CU Boulder ‘s research discusses why psychiatric drugs only help some people

With regard to the development of drugs for mental illness, there are three challenging challenges:

• Men and women experience them differently, with things like depression and anxiety far more common in women.
• A drug that works for one person may not work for another, and side effects are plentiful.

CU Boulder’s new research, published in the journal eLIfe, sheds light on one possible reason for these individual differences. Turning out a major protein in the brain called AKT works differently in males than females.

The study also takes a closer look at where, in detail, the brain may go wrong, identifying an important step towards more focused and less harmful treatments.

The ultimate goal is to find the kink in the arsenal of mental illness – the proteins in the brain that we can target specifically without affecting other organs and causing side effects. Personalization is also important. We must stop all mental illness with one hammer. “

Charles Hoeffer, Associate Professor of Integrative Psychology at the Institute for Behavioral Genetics

Discovered in the 1970s and famous for its potential role in causing cancer when reversed, AKT has recently been identified as a major player in promoting “synaptic plasticity.” That is the ability of the brain to strengthen connections between neurons in response to experience.

“We say you see a shark and you are scared and your brain wants to create memory. You have to make new proteins to encode that memory,” Hoeffer explained.

AKT was one of the first proteins to come online, splitting the gears up on several proteins downstream in that memory factory. Without it, researchers suspect, we can’t learn new memories or delete old ones to make room for new, less harmful ones.

Previous studies have linked mutations in the AKT gene to a number of disorders, from schizophrenia and post-traumatic stress disorder to autism and Alzheimer’s.

However, as previous research by Hoeffer found, not all AKTs are created equal:

Different flavors, or isoform, work differently in the brain. For example, AKT2 found only in star-shaped brain cells called astroglia, is often involved in brain cancer.

AKT3 appears to be important for brain growth and development.
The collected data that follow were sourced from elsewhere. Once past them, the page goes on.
//! Embedding capability seam.
//!
//! The engine never assumes a specific embedding vendor. It consumes an
//! [`Embedder`] with a pinned dimension; vectors are stored as little-endian
//! f32 BLOBs and compared by cosine similarity. [`HashingEmbedder`] is the
//! deterministic built-in used by tests and LLM-less deployments.

mod queue;

pub use queue::{spawn_embed_worker, EmbedRequest, EmbeddingQueue};

use std::collections::hash_map::DefaultHasher;
use std::hash::{Hash, Hasher};

/// Default pinned embedding dimension
pub const DEFAULT_DIMENSION: usize = 256;

/// Embedding error type
#[derive(Debug, thiserror::Error)]
pub enum EmbeddingError {
    /// Vector dimension differs from the pinned dimension
    #[error("dimension mismatch: expected {expected}, got {got}")]
    Dimension { expected: usize, got: usize },
    /// Backend unavailable (model not loaded, remote down)
    #[error("embedding unavailable: {0}")]
    Unavailable(String),
}

// ============================================================================
// EMBEDDING
// ============================================================================

/// A fixed-dimension embedding vector
#[derive(Debug, Clone, PartialEq)]
pub struct Embedding {
    /// The embedding vector
    pub vector: Vec<f32>,
    /// Dimensions of the vector
    pub dimensions: usize,
}

impl Embedding {
    /// Create a new embedding from a vector
    pub fn new(vector: Vec<f32>) -> Self {
        let dimensions = vector.len();
        Self { vector, dimensions }
    }

    /// Cosine similarity with another embedding; 0.0 on dimension mismatch
    pub fn cosine_similarity(&self, other: &Embedding) -> f32 {
        if self.dimensions != other.dimensions {
            return 0.0;
        }
        cosine_similarity(&self.vector, &other.vector)
    }

    /// Normalize to unit length in place
    pub fn normalize(&mut self) {
        let norm = self.vector.iter().map(|x| x * x).sum::<f32>().sqrt();
        if norm > 0.0 {
            for x in &mut self.vector {
                *x /= norm;
            }
        }
    }

    /// Serialize to little-endian bytes for BLOB storage
    pub fn to_bytes(&self) -> Vec<u8> {
        self.vector.iter().flat_map(|f| f.to_le_bytes()).collect()
    }

    /// Deserialize from bytes; `None` if the length is not a multiple of 4
    pub fn from_bytes(bytes: &[u8]) -> Option<Self> {
        if bytes.len() % 4 != 0 {
            return None;
        }
        let vector: Vec<f32> = bytes
            .chunks_exact(4)
            .map(|chunk| f32::from_le_bytes([chunk[0], chunk[1], chunk[2], chunk[3]]))
            .collect();
        Some(Self::new(vector))
    }
}

/// Cosine similarity between two raw vectors
pub fn cosine_similarity(a: &[f32], b: &[f32]) -> f32 {
    if a.len() != b.len() || a.is_empty() {
        return 0.0;
    }
    let dot: f32 = a.iter().zip(b.iter()).map(|(x, y)| x * y).sum();
    let norm_a: f32 = a.iter().map(|x| x * x).sum::<f32>().sqrt();
    let norm_b: f32 = b.iter().map(|x| x * x).sum::<f32>().sqrt();
    if norm_a == 0.0 || norm_b == 0.0 {
        return 0.0;
    }
    dot / (norm_a * norm_b)
}

// ============================================================================
// EMBEDDER CAPABILITY
// ============================================================================

/// Capability trait the engine consumes for `embed(text) → vec[d]`
pub trait Embedder: Send + Sync {
    /// Pinned output dimension
    fn dimension(&self) -> usize;

    /// Embed a single text
    fn embed(&self, text: &str) -> Result<Embedding, EmbeddingError>;

    /// Embed a batch; the default implementation loops
    fn embed_batch(&self, texts: &[&str]) -> Result<Vec<Embedding>, EmbeddingError> {
        texts.iter().map(|t| self.embed(t)).collect()
    }
}

// ============================================================================
// HASHING EMBEDDER
// ============================================================================

/// Deterministic feature-hashing embedder.
///
/// Tokenizes on non-alphanumerics, lowercases, hashes each token into one of
/// `dimension` buckets with a sign bit, and L2-normalizes. Shared vocabulary
/// produces positive cosine similarity, which is all the retrieval and
/// clustering layers require of a stand-in.
pub struct HashingEmbedder {
    dimension: usize,
}

impl Default for HashingEmbedder {
    fn default() -> Self {
        Self::new(DEFAULT_DIMENSION)
    }
}

impl HashingEmbedder {
    /// Create with an explicit dimension
    pub fn new(dimension: usize) -> Self {
        Self { dimension }
    }

    fn token_hash(token: &str) -> u64 {
        let mut hasher = DefaultHasher::new();
        token.hash(&mut hasher);
        hasher.finish()
    }
}

impl Embedder for HashingEmbedder {
    fn dimension(&self) -> usize {
        self.dimension
    }

    fn embed(&self, text: &str) -> Result<Embedding, EmbeddingError> {
        let mut vector = vec![0.0f32; self.dimension];
        for token in text
            .split(|c: char| !c.is_alphanumeric())
            .filter(|t| !t.is_empty())
        {
            let h = Self::token_hash(&token.to_lowercase());
            let bucket = (h % self.dimension as u64) as usize;
            let sign = if (h >> 63) == 0 { 1.0 } else { -1.0 };
            vector[bucket] += sign;
        }
        let mut embedding = Embedding::new(vector);
        embedding.normalize();
        Ok(embedding)
    }
}

// ============================================================================
// TESTS
// ============================================================================
//! Store operations behind retrieval: FTS5 keyword search, brute-force
//! cosine over embedding BLOBs, and node resolution for the graph layer.

use chrono::{DateTime, Utc};
use rusqlite::{params, OptionalExtension};
use serde_json::Value;

use super::sqlite::{fmt_ts, Store};
use crate::embeddings::{cosine_similarity, Embedding};
use crate::error::{MemoryError, Result};
use crate::model::{MemoryKind, NodeKind, ResolvedNode};

/// Sanitize a user query for FTS5: quote each alphanumeric token and OR them.
///
/// OR semantics keep partial matches rankable; bm25 still rewards documents
/// matching more terms.
pub(crate) fn sanitize_fts5_query(query: &str) -> String {
    query
        .split(|c: char| !c.is_alphanumeric())
        .filter(|t| !t.is_empty())
        .map(|t| format!("\"{t}\""))
        .collect::<Vec<_>>()
        .join(" OR ")
}

/// Snippet length cap for recall results
const SNIPPET_CHARS: usize = 240;

fn snippet_of(text: &str) -> String {
    if text.chars().count() <= SNIPPET_CHARS {
        text.to_string()
    } else {
        let cut: String = text.chars().take(SNIPPET_CHARS - 3).collect();
        format!("{cut}...")
    }
}

/// Per-candidate metadata fetched during recall scoring
#[derive(Debug, Clone)]
pub struct RecallMeta {
    pub created_at: DateTime<Utc>,
    pub snippet: String,
    pub metadata: Value,
}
And AKT1, in combination with AKT2 in the prefrontal cortex of the brain, appears to be essential for learning and memory.
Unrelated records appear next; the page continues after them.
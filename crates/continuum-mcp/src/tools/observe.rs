//! Consolidation & observability tools: run_consolidation,
//! get_compression_stats, get_system_health, get_next_actions,
//! get_quick_reference.

use chrono::Utc;
use continuum_core::{
    CompressionLevel, Engine, FeedbackStatus, HandoffFilter, MemoryError, RequestContext,
    Result, TickKind,
};
use serde::Deserialize;
use serde_json::Value;

use super::parse_args;
use crate::protocol::types::ToolDescription;

pub fn descriptors() -> Vec<ToolDescription> {
    vec![
        ToolDescription {
            name: "run_consolidation".to_string(),
            description: Some(
                "Manually trigger a consolidation tick (daily, weekly, or monthly). Returns \
                 per-job outcomes; a job already running returns its existing id."
                    .to_string(),
            ),
            input_schema: serde_json::json!({
                "type": "object",
                "properties": {
                    "tick": {"type": "string", "enum": ["daily", "weekly", "monthly"], "default": "daily"}
                }
            }),
        },
        ToolDescription {
            name: "get_compression_stats".to_string(),
            description: Some(
                "Rolling compression counters per day and compression type, including \
                 estimated tokens saved."
                    .to_string(),
            ),
            input_schema: serde_json::json!({"type": "object", "properties": {}}),
        },
        ToolDescription {
            name: "get_system_health".to_string(),
            description: Some(
                "Row counts per entity, embedding coverage, and recent consolidation jobs."
                    .to_string(),
            ),
            input_schema: serde_json::json!({"type": "object", "properties": {}}),
        },
        ToolDescription {
            name: "get_next_actions".to_string(),
            description: Some(
                "Open work: todo/doing tasks of a project node plus open feedback.".to_string(),
            ),
            input_schema: serde_json::json!({
                "type": "object",
                "properties": {
                    "project_node_id": {"type": "string"}
                }
            }),
        },
        ToolDescription {
            name: "get_quick_reference".to_string(),
            description: Some(
                "One-line quick_ref digests of compressed handoffs, newest first.".to_string(),
            ),
            input_schema: serde_json::json!({
                "type": "object",
                "properties": {
                    "with_whom": {"type": "string"},
                    "limit": {"type": "integer", "minimum": 1, "maximum": 100, "default": 20}
                }
            }),
        },
    ]
}

#[derive(Debug, Deserialize)]
#[serde(deny_unknown_fields)]
struct ConsolidateArgs {
    #[serde(default = "default_tick")]
    tick: String,
}

fn default_tick() -> String {
    "daily".to_string()
}

pub async fn execute_run_consolidation(
    engine: &Engine,
    ctx: &RequestContext,
    args: Option<Value>,
) -> Result<Value> {
    let args: ConsolidateArgs = parse_args(args)?;
    let tick = TickKind::parse_name(&args.tick)
        .ok_or_else(|| MemoryError::Validation(format!("unknown tick '{}'", args.tick)))?;
    let report = engine
        .consolidation
        .run_tick(&ctx.tenant_id, tick, Utc::now());
    serde_json::to_value(report).map_err(|e| MemoryError::Permanent(e.to_string()))
}

pub async fn execute_get_compression_stats(
    engine: &Engine,
    ctx: &RequestContext,
    _args: Option<Value>,
) -> Result<Value> {
    let stats = engine.store.compression_stats(&ctx.tenant_id)?;
    Ok(serde_json::json!({
        "total": stats.len(),
        "stats": stats,
    }))
}

pub async fn execute_get_system_health(
    engine: &Engine,
    ctx: &RequestContext,
    _args: Option<Value>,
) -> Result<Value> {
    let counts = engine.store.counts(&ctx.tenant_id)?;
    let jobs = engine.store.list_jobs(&ctx.tenant_id, 10)?;
    let embeddable =
        counts.handoffs + counts.notes + counts.feedback + counts.capsules;
    let coverage = if embeddable > 0 {
        counts.embeddings as f64 / embeddable as f64
    } else {
        1.0
    };
    Ok(serde_json::json!({
        "status": "ok",
        "version": continuum_core::VERSION,
        "counts": counts,
        "embedding_coverage": coverage,
        "recent_jobs": jobs,
    }))
}

#[derive(Debug, Deserialize)]
#[serde(deny_unknown_fields)]
struct NextActionsArgs {
    #[serde(default)]
    project_node_id: Option<String>,
}

pub async fn execute_get_next_actions(
    engine: &Engine,
    ctx: &RequestContext,
    args: Option<Value>,
) -> Result<Value> {
    let args: NextActionsArgs = parse_args(args)?;
    let tasks = match &args.project_node_id {
        Some(project) => {
            let board = engine.graph.get_project_tasks(ctx, project)?;
            serde_json::json!({
                "todo": board.todo,
                "doing": board.doing,
            })
        }
        None => serde_json::json!(null),
    };
    let open_feedback =
        engine
            .ops
            .get_agent_feedback(ctx, Some(FeedbackStatus::Open), Some(20))?;
    Ok(serde_json::json!({
        "tasks": tasks,
        "open_feedback": open_feedback,
    }))
}

#[derive(Debug, Deserialize)]
#[serde(deny_unknown_fields)]
struct QuickRefArgs {
    #[serde(default)]
    with_whom: Option<String>,
    #[serde(default)]
    limit: Option<usize>,
}

pub async fn execute_get_quick_reference(
    engine: &Engine,
    ctx: &RequestContext,
    args: Option<Value>,
) -> Result<Value> {
    let args: QuickRefArgs = parse_args(args)?;
    let limit = args.limit.unwrap_or(20).clamp(1, 100);
    let handoffs = engine.store.list_handoffs(
        &ctx.tenant_id,
        &HandoffFilter {
            with_whom: args.with_whom,
            session_id: None,
        },
        100,
        None,
    )?;
    let lines: Vec<Value> = handoffs
        .into_iter()
        .filter(|h| h.compression_level >= CompressionLevel::QuickRef)
        .filter_map(|h| {
            h.quick_ref.as_ref().map(|line| {
                serde_json::json!({
                    "handoff_id": h.id,
                    "quick_ref": line,
                    "created_at": h.created_at,
                })
            })
        })
        .take(limit)
        .collect();
    Ok(serde_json::json!({
        "total": lines.len(),
        "quick_reference": lines,
    }))
}

// ============================================================================
// TESTS
// ============================================================================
“These subtle differences could be very important if you wanted to personalize treatments for people,” explained Marissa Ehringer, an associate professor of integrated psychology who was in a partnership. with Hoeffer on some of the research.

Three years on, the study adds a significant new dimension to the story. Following the guidelines of the National Institutes of Health which, in the past six years, required researchers to include male and female animals in studies, they looked closely at how different sex mice coped with loss. various AKT isoforms.

“We found that the difference between men and women was so great that it became the center of our work,” said Hoeffer. “It was like night and day.”

For example, male mice with AKT1 functioned normally, far better than those who missed the protein when it came to “learning to extinction” – replacing an old memory, or society, that is no longer useful. (Imagine forgetting your favorite way home from work because you’ve moved or eliminated loud noise with danger).

For female mice, it made little difference.

Much more research is needed and it is ongoing, but Hoeffer suspects many other key proteins in the brain share similar nuances – with different flavors serving different purposes or work differently in men and women.

With one in five U.S. adults living with a mental illness and women being as much as four times more likely to experience mental illness in their lifetime, he hopes by eliminating these nurses, he can shift the dial towards better and safer treatments.

“To help more people with mental illness we need to know a lot more about the difference between male and female brains and how they can be treated differently,” he said. Hoeffer. “This study is an important step in that direction.”